Fate queste premesse, sarebbe illogico pensare che questa attenzione "sgradita" sul tema, che le celebrazioni di questi giorni acuiscono, possa avere un ruolo? 
«In astratto, è una riflessione non del tutto azzardata: la storia ci insegna che è già accaduto, per esempio con l'attentato a Maurizio Costanzo nel 1993. L'alzare l'attenzione, da parte dei mass media e della società civile, sulla criminalità organizzata, portò allora a questo tipo di attentato. Però è giusto dire che fu, in questo senso, un fatto abbastanza isolato e, per così dire, atipico. Quello che a una prima analisi, con tutte le cautele del caso, vien da dire è che il tema della legalità è da tanto presente nelle iniziative della società civile, della scuola, delle associazioni, mentre abbiamo assistito a un calo di attenzione da parte della politica. E allora mi chiedo: se l'ipotesi che si fa in queste ore fosse confermata, che cosa hanno voluto colpire? Che cosa hanno temuto? Più ci penso più mi dico che oggi abbiamo organizzazioni di criminalità organizzata più in buona salute rispetto a Cosa Nostra. Quello che si nota, per il momento, è la scelta di un obiettivo terroristico, simbolica: la scuola Falcone, la Carovana di Libera che passa... e, se fosse come si dice, sarebbe certamente sconcertante, dirompente». 

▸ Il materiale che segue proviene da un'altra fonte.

//! Tool catalog: `OpenAPI` operations → MCP tool methods.
//!
//! The catalog is built once from an immutable document and never mutated afterwards. It holds
//! two views of the same operations:
//! - `tools`: namespace → ordered tool methods (used for `tools/list`)
//! - `lookup`: qualified name → operation + verb + path template (used for `tools/call`)
//!
//! Both views derive their keys from [`qualified_name`], so listing and dispatch cannot drift.

use crate::error::CatalogError;
use crate::schema::{
    SemanticType, is_image_media_type, kind_of, type_of_opt, type_of_parameter_format,
};
use indexmap::IndexMap;
use openapi_mcp_http::verb::HttpVerb;
use openapiv3::{
    OpenAPI, Operation, Parameter, ParameterData, PathItem, ReferenceOr, RequestBody, Responses,
    SchemaKind, StatusCode, Type,
};
use serde::Serialize;
use serde_json::{Map, Value, json};
use std::collections::HashMap;

/// Build the public tool name for an operation.
#[must_use]
pub fn qualified_name(namespace: &str, operation_id: &str) -> String {
    format!("{namespace}-{operation_id}")
}

/// One tool argument.
#[derive(Debug, Clone, PartialEq, Eq, Serialize)]
pub struct ToolParam {
    pub name: String,
    #[serde(rename = "type")]
    pub param_type: SemanticType,
    pub description: String,
    pub optional: bool,
}

/// What a successful call returns, derived from the `200`/`201` response.
#[derive(Debug, Clone, PartialEq, Eq, Serialize)]
pub struct ReturnDescriptor {
    #[serde(rename = "type")]
    pub return_type: SemanticType,
    pub description: String,
}

/// Catalog-level representation of one `OpenAPI` operation.
#[derive(Debug, Clone, PartialEq, Eq, Serialize)]
pub struct ToolMethod {
    /// The `operationId`.
    pub name: String,
    pub description: String,
    pub params: Vec<ToolParam>,
    pub returns: Option<ReturnDescriptor>,
}

impl ToolMethod {
    /// JSON Schema object describing this method's arguments.
    #[must_use]
    pub fn input_schema(&self) -> Map<String, Value> {
        let mut properties = Map::new();
        let mut required: Vec<Value> = Vec::new();

        for param in &self.params {
            let mut prop = param.param_type.json_schema();
            prop["description"] = json!(param.description);
            properties.insert(param.name.clone(), prop);

            if !param.optional && !required.iter().any(|r| r == param.name.as_str()) {
                required.push(json!(param.name));
            }
        }

        let mut schema = Map::new();
        schema.insert("type".to_string(), json!("object"));
        schema.insert("properties".to_string(), Value::Object(properties));
        schema.insert("required".to_string(), Value::Array(required));
        schema
    }
}

/// Methods registered under one namespace, in document order.
#[derive(Debug, Clone, Default, PartialEq, Eq, Serialize)]
pub struct ToolNamespace {
    pub methods: Vec<ToolMethod>,
}

/// Dispatch entry: the operation plus the verb and path template it was found under.
#[derive(Debug, Clone, PartialEq, Serialize)]
pub struct LookupEntry {
    #[serde(flatten)]
    pub operation: Operation,
    pub method: HttpVerb,
    pub path: String,
}

/// Immutable tool catalog derived from an `OpenAPI` document.
#[derive(Debug, Clone, PartialEq, Serialize)]
pub struct ToolCatalog {
    #[serde(skip)]
    namespace: String,
    tools: IndexMap<String, ToolNamespace>,
    #[serde(rename = "openApiLookup")]
    lookup: IndexMap<String, LookupEntry>,
}

impl ToolCatalog {
    /// Build the catalog for `document`, registering every method under `namespace`.
    ///
    /// Operations without an `operationId` are skipped with a warning.
    ///
    /// # Errors
    ///
    /// Returns [`CatalogError::DuplicateOperationId`] if two operations share an `operationId`.
    pub fn build(document: &OpenAPI, namespace: &str) -> Result<Self, CatalogError> {
        let mut methods: Vec<ToolMethod> = Vec::new();
        let mut lookup: IndexMap<String, LookupEntry> = IndexMap::new();
        let mut seen: HashMap<String, String> = HashMap::new();

        for (path, verb, operation) in operations(document) {
            let Some(method) = method_from_operation(&operation, verb, path) else {
                continue;
            };

            let location = format!("{verb} {path}");
            if let Some(first) = seen.insert(method.name.clone(), location.clone()) {
                return Err(CatalogError::DuplicateOperationId {
                    operation_id: method.name,
                    first,
                    second: location,
                });
            }

            lookup.insert(
                qualified_name(namespace, &method.name),
                LookupEntry {
                    operation,
                    method: verb,
                    path: path.to_string(),
                },
            );
            methods.push(method);
        }

        tracing::debug!(
            namespace = %namespace,
            methods = methods.len(),
            "built tool catalog"
        );

        let mut tools = IndexMap::new();
        tools.insert(namespace.to_string(), ToolNamespace { methods });

        Ok(Self {
            namespace: namespace.to_string(),
            tools,
            lookup,
        })
    }

    #[must_use]
    pub fn namespace(&self) -> &str {
        &self.namespace
    }

    /// Namespace → methods view.
    #[must_use]
    pub fn tools(&self) -> &IndexMap<String, ToolNamespace> {
        &self.tools
    }

    /// Qualified name → dispatch entry view.
    #[must_use]
    pub fn operation_lookup(&self) -> &IndexMap<String, LookupEntry> {
        &self.lookup
    }

    /// Resolve a qualified tool name.
    #[must_use]
    pub fn lookup(&self, qualified: &str) -> Option<&LookupEntry> {
        self.lookup.get(qualified)
    }

    /// Every method paired with its qualified name, namespace by namespace in document order.
    pub fn entries(&self) -> impl Iterator<Item = (String, &ToolMethod)> {
        self.tools.iter().flat_map(|(ns, def)| {
            def.methods
                .iter()
                .map(move |m| (qualified_name(ns, &m.name), m))
        })
    }

    #[must_use]
    pub fn len(&self) -> usize {
        self.lookup.len()
    }

    #[must_use]
    pub fn is_empty(&self) -> bool {
        self.lookup.is_empty()
    }
}

/// Walk every `(path, verb, operation)` in the document, in document path order.
///
/// Path-level parameters are merged into each operation's list; an operation-level parameter
/// with the same location and name wins. Path items given as `$ref` are not resolved.
pub(crate) fn operations(document: &OpenAPI) -> Vec<(&str, HttpVerb, Operation)> {
    let mut out = Vec::new();
    for (path, item) in &document.paths.paths {
        let item = match item {
            ReferenceOr::Item(item) => item,
            ReferenceOr::Reference { reference } => {
                tracing::warn!(path = %path, reference = %reference, "skipping $ref path item");
                continue;
            }
        };

        for verb in HttpVerb::ALL {
            if let Some(op) = operation_for(item, verb) {
                let mut op = op.clone();
                op.parameters = merge_parameters(&item.parameters, &op.parameters);
                out.push((path.as_str(), verb, op));
            }
        }
    }
    out
}

fn operation_for(item: &PathItem, verb: HttpVerb) -> Option<&Operation> {
    match verb {
        HttpVerb::Get => item.get.as_ref(),
        HttpVerb::Post => item.post.as_ref(),
        HttpVerb::Put => item.put.as_ref(),
        HttpVerb::Delete => item.delete.as_ref(),
        HttpVerb::Patch => item.patch.as_ref(),
    }
}

fn merge_parameters(
    path_level: &[ReferenceOr<Parameter>],
    operation_level: &[ReferenceOr<Parameter>],
) -> Vec<ReferenceOr<Parameter>> {
    fn key(p: &ReferenceOr<Parameter>) -> Option<(&'static str, &str)> {
        match p {
            ReferenceOr::Item(p) => {
                let (loc, data) = location_and_data(p);
                Some((loc, data.name.as_str()))
            }
            ReferenceOr::Reference { .. } => None,
        }
    }

    let mut merged: Vec<ReferenceOr<Parameter>> = path_level
        .iter()
        .filter(|p| {
            key(p).is_none_or(|k| !operation_level.iter().any(|o| key(o) == Some(k)))
        })
        .cloned()
        .collect();
    merged.extend(operation_level.iter().cloned());
    merged
}

/// Declared location (`path`, `query`, `header`, `cookie`) and shared data of a parameter.
#[must_use]
pub fn location_and_data(param: &Parameter) -> (&'static str, &ParameterData) {
    match param {
        Parameter::Path { parameter_data, .. } => ("path", parameter_data),
        Parameter::Query { parameter_data, .. } => ("query", parameter_data),
        Parameter::Header { parameter_data, .. } => ("header", parameter_data),
        Parameter::Cookie { parameter_data, .. } => ("cookie", parameter_data),
    }
}

/// Convert one operation into a tool method, or `None` if it has no `operationId`.
fn method_from_operation(operation: &Operation, verb: HttpVerb, path: &str) -> Option<ToolMethod> {
    let Some(operation_id) = operation.operation_id.as_deref().filter(|id| !id.is_empty()) else {
        tracing::warn!(method = %verb, path = %path, "Operation without operationId; skipping");
        return None;
    };

    let mut params: Vec<ToolParam> = Vec::new();

    for param in &operation.parameters {
        // `$ref` parameters are not resolved.
        let ReferenceOr::Item(param) = param else {
            continue;
        };
        let (_, data) = location_and_data(param);
        params.push(ToolParam {
            name: data.name.clone(),
            param_type: type_of_parameter_format(&data.format),
            description: data.description.clone().unwrap_or_default(),
            optional: !data.required,
        });
    }

    if let Some(ReferenceOr::Item(body)) = &operation.request_body {
        params.extend(body_params(body));
    }

    Some(ToolMethod {
        name: operation_id.to_string(),
        description: operation
            .summary
            .clone()
            .or_else(|| operation.description.clone())
            .unwrap_or_default(),
        params,
        returns: return_descriptor(&operation.responses),
    })
}

/// Flatten the top-level properties of an inline `application/json` object body.
fn body_params(body: &RequestBody) -> Vec<ToolParam> {
    let Some(ReferenceOr::Item(schema)) = body
        .content
        .get("application/json")
        .and_then(|media| media.schema.as_ref())
    else {
        return Vec::new();
    };

    let (properties, required) = match &schema.schema_kind {
        SchemaKind::Type(Type::Object(obj)) => (&obj.properties, &obj.required),
        SchemaKind::Any(any) if any.typ.as_deref() == Some("object") => {
            (&any.properties, &any.required)
        }
        _ => return Vec::new(),
    };

    properties
        .iter()
        .filter_map(|(name, prop)| {
            let ReferenceOr::Item(prop) = prop else {
                return None;
            };
            Some(ToolParam {
                name: name.clone(),
                param_type: kind_of(prop),
                description: prop.schema_data.description.clone().unwrap_or_default(),
                optional: !required.contains(name),
            })
        })
        .collect()
}

fn return_descriptor(responses: &Responses) -> Option<ReturnDescriptor> {
    let success = responses
        .responses
        .get(&StatusCode::Code(200))
        .or_else(|| responses.responses.get(&StatusCode::Code(201)))?;

    let ReferenceOr::Item(response) = success else {
        return None;
    };
    if response.content.is_empty() {
        return None;
    }

    let description = response.description.clone();
    let return_type = if let Some(media) = response.content.get("application/json") {
        type_of_opt(media.schema.as_ref())
    } else if response.content.keys().any(|k| is_image_media_type(k)) {
        SemanticType::Binary
    } else {
        SemanticType::Any
    };

    Some(ReturnDescriptor {
        return_type,
        description,
    })
}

Soprattutto perché colpisce una scuola... 
«Se la matrice fosse mafiosa, se l'obiettivo fosse una firma,  il fatto che colpisca i ragazzi renderebbe l'attentato ancora  più grave  di quello del Velabro. Fin qui possiamo arrivare con la logica. Mi sembra più difficile capire che cosa avrebbero voluto combattere ed esorcizzare. Non vedo in giro molti provvedimenti antimafia così temuti o temibili. Vedo invece uno scenario politico ed economico di grande incertezza. E' quello che mi preoccupa di più. Mi rendo conto che è una ricostruzione assai superficiale e confusa. Ma, mi dico, se io dovessi oggi indirizzare le indagini, come facemmo all'epoca con Capaci, a Caltanissetta con Ilda Boccassini, io aggiungerei all'ipotesi A: "la mafia", un'ipotesi B: "non solo mafia". Devo dire che l'ipotesi B, fu quella che apparve subito più attendibile, quella su cui si lavorò allora e su cui, ancor oggi, a proposito del 1992, si lavora. Mi toccasse oggi non escluderei l'ipotesi B. Quello che io temo ora però è la retorica della stampa e dei politici. Ci sarà una ridda di frasi di vuota retorica attorno a questo terribile episodio e già sto male all'idea».